The leading advocates of S/CRS claim that the office will be able to build institutional knowledge about nation building, allowing them to reverse the abysmal history of past nation‐building failures. But the very rationale for the office’s creation — the notion that failed states are automatically threatening to the United States — is deeply flawed.
Stephen Krasner, the director of policy planning at State, and the Coordinator himself, Carlos Pascual, explained the rationale behind the office by asserting that the United States needs to learn to “help stabilize and reconstruct societies in transition from conflict or civil strife, so they can reach a sustainable path toward peace, democracy, and a market economy.” The authors went on to argue that America needs to “establish democracies that improve the lives of ordinary individuals.” Sounds more like Madeleine Albright than Ronald Reagan.
And, mind you, they weren’t talking about Iraq. The office has given no indication that it has answers to the problems in Iraq. Rather, S/CRS is currently planning for nation‐building operations in strategic backwaters like Liberia, Sierra Leone, and Haiti. Are those really the places where we ought to be focusing our energies while bin Laden, Zawahiri, and Zarqawi are on the loose? True, we aren’t sure where any of these people are, but we’d bet the next month’s rent that they’re not in Port au Prince.
For conservatives who are willing to trust the judgment of the Bush administration on foreign policy, they might want to imagine how the office could be used by a future, say, Hillary Clinton administration. If President Clinton decides in 2010 that we really need to send U.S. personnel into the Democratic Republic of the Congo, she’ll be able to do it under the auspices of S/CRS. And a standing office devoted to nation building will be a full‐time advocate for the very types of missions that the GOP rightfully used to scorn.
This brings us to the next problem, which rarely gets discussed: the need for U.S. military personnel to go along on these missions. In any stabilization and reconstruction effort, there would have to be a military component. By definition, the target state will be emerging from conflict or collapse, and the American administrators will need to operate within a relatively secure environment as they initiate and implement stabilization and reconstruction programs. But based on the historical record, an absolute minimum of five foreign troops per 1,000 indigenous population would be needed to be successful. In Haiti, for example, that would mean 17,000 foreign troops. Sierra Leone? 30,000 troops. Zimbabwe? More than 60,000 troops. Nobody argues openly that we should send these kinds of numbers of troops into failed states, but if we wanted to have a serious chance of success, the above figures suggest what would be required. Sending in a few bureaucrats and soldiers was the strategy in the 1990s. We know what kind of results that strategy yielded in Somalia, Haiti, and Bosnia.
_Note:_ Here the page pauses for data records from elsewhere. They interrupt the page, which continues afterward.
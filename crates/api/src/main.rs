use std::net::SocketAddr;
use std::sync::Arc;
use std::time::Duration;

use axum::http::header::CONTENT_TYPE;
use axum::http::{HeaderName, Method, StatusCode};
use axum::Router;
use tower_http::catch_panic::CatchPanicLayer;
use tower_http::cors::CorsLayer;
use tower_http::request_id::{MakeRequestUuid, PropagateRequestIdLayer, SetRequestIdLayer};
use tower_http::timeout::TimeoutLayer;
use tower_http::trace::{DefaultMakeSpan, DefaultOnResponse, TraceLayer};
use tracing::Level;
use tracing_subscriber::{layer::SubscriberExt, util::SubscriberInitExt};

use penfolio_api::config::ServerConfig;
use penfolio_api::{routes, state};

use state::AppState;

#[tokio::main]
async fn main() {
    dotenvy::dotenv().ok();

    // --- Tracing ---
    tracing_subscriber::registry()
        .with(
            tracing_subscriber::EnvFilter::try_from_default_env()
                .unwrap_or_else(|_| "penfolio_api=debug,tower_http=debug".into()),
        )
        .with(tracing_subscriber::fmt::layer())
        .init();

    // --- Configuration ---
    let config = ServerConfig::from_env();
    tracing::info!(host = %config.host, port = %config.port, "Loaded server configuration");

    // --- Database ---
    let database_url = std::env::var("DATABASE_URL").expect("DATABASE_URL must be set");

    let pool = penfolio_db::create_pool(&database_url)
        .await
        .expect("Failed to connect to database");
    tracing::info!("Database connection pool created");

    penfolio_db::health_check(&pool)
        .await
        .expect("Database health check failed");
    tracing::info!("Database health check passed");

    penfolio_db::run_migrations(&pool)
        .await
        .expect("Failed to run database migrations");
    tracing::info!("Database migrations applied");

    // --- CORS ---
    let cors = build_cors_layer(&config);

    // --- Event bus ---
    let event_bus = Arc::new(penfolio_events::EventBus::default());

    // Spawn the cache invalidator (consumes post mutation events).
    let invalidator_handle = tokio::spawn(penfolio_events::CacheInvalidator::run(
        event_bus.subscribe(),
    ));
    tracing::info!("Event bus created, cache invalidator started");

    // --- App state ---
    let state = AppState {
        pool,
        config: Arc::new(config.clone()),
        event_bus: Arc::clone(&event_bus),
    };

    // --- Request ID header name ---
    let request_id_header = HeaderName::from_static("x-request-id");

    // --- Router ---
    let app = Router::new()
        // Health check at root level (not under /api/v1).
        .merge(routes::health::router())
        // API v1 routes.
        .nest("/api/v1", routes::api_routes())
        // -- Middleware stack (applied bottom-up) --
        // Panic recovery: catch panics and return 500 JSON.
        .layer(CatchPanicLayer::new())
        // Request timeout.
        .layer(TimeoutLayer::with_status_code(
            StatusCode::REQUEST_TIMEOUT,
            Duration::from_secs(config.request_timeout_secs),
        ))
        // Propagate request ID to response.
        .layer(PropagateRequestIdLayer::new(request_id_header.clone()))
        // Structured request/response tracing.
        .layer(
            TraceLayer::new_for_http()
                .make_span_with(DefaultMakeSpan::new().level(Level::INFO))
                .on_response(DefaultOnResponse::new().level(Level::INFO)),
        )
        // Set request ID on incoming requests.
        .layer(SetRequestIdLayer::new(request_id_header, MakeRequestUuid))
        // CORS.
        .layer(cors)
        // Shared state.
        .with_state(state);

    // --- Start server ---
    let addr = SocketAddr::new(
        config.host.parse().expect("Invalid HOST address"),
        config.port,
    );
    tracing::info!(%addr, "Starting server");

    let listener = tokio::net::TcpListener::bind(addr)
        .await
        .expect("Failed to bind to address");

    axum::serve(listener, app)
        .with_graceful_shutdown(shutdown_signal())
        .await
        .expect("Server error");

    // --- Post-shutdown cleanup ---
    tracing::info!("Server stopped accepting connections, cleaning up");

    // Drop the event bus sender to close the broadcast channel.
    // This signals the cache invalidator to shut down.
    drop(event_bus);
    let _ = tokio::time::timeout(Duration::from_secs(5), invalidator_handle).await;
    tracing::info!("Cache invalidator shut down");

    tracing::info!("Graceful shutdown complete");
}

/// Wait for a termination signal to initiate graceful shutdown.
///
/// Handles both SIGINT (Ctrl-C) and SIGTERM (on Unix) so the server
/// shuts down cleanly whether stopped interactively or by a process
/// manager (e.g. systemd, Docker, Kubernetes).
async fn shutdown_signal() {
    let ctrl_c = async {
        tokio::signal::ctrl_c()
            .await
            .expect("Failed to install Ctrl-C handler");
    };

    #[cfg(unix)]
    let terminate = async {
        tokio::signal::unix::signal(tokio::signal::unix::SignalKind::terminate())
            .expect("Failed to install SIGTERM handler")
            .recv()
            .await;
    };

    #[cfg(not(unix))]
    let terminate = std::future::pending::<()>();

    tokio::select! {
        () = ctrl_c => {
            tracing::info!("Received SIGINT (Ctrl-C), starting graceful shutdown");
        }
        () = terminate => {
            tracing::info!("Received SIGTERM, starting graceful shutdown");
        }
    }
}

/// Build the CORS middleware layer from server configuration.
///
/// Panics at startup if any configured origin is invalid, which is the
/// desired behaviour -- we want misconfiguration to fail fast.
fn build_cors_layer(config: &ServerConfig) -> CorsLayer {
    let origins: Vec<_> = config
        .cors_origins
        .iter()
        .map(|o| {
            o.parse()
                .unwrap_or_else(|e| panic!("Invalid CORS origin '{o}': {e}"))
        })
        .collect();

    CorsLayer::new()
        .allow_origin(origins)
        .allow_methods([
            Method::GET,
            Method::POST,
            Method::PUT,
            Method::DELETE,
            Method::PATCH,
        ])
        .allow_headers([CONTENT_TYPE, HeaderName::from_static("x-user-id")])
        .allow_credentials(true)
        .max_age(Duration::from_secs(3600))
}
At a time when our men and women in uniform are struggling with third and potentially fourth tours in the war on terrorism, these types of social engineering missions are even more reckless than they were under the Clinton administration. Until the Bush administration can explain why it is necessary to poke through the affairs of Liberia, Sierra Leone, and Haiti, the office should be shuttered and the State Department should go back to grown‐up policy issues.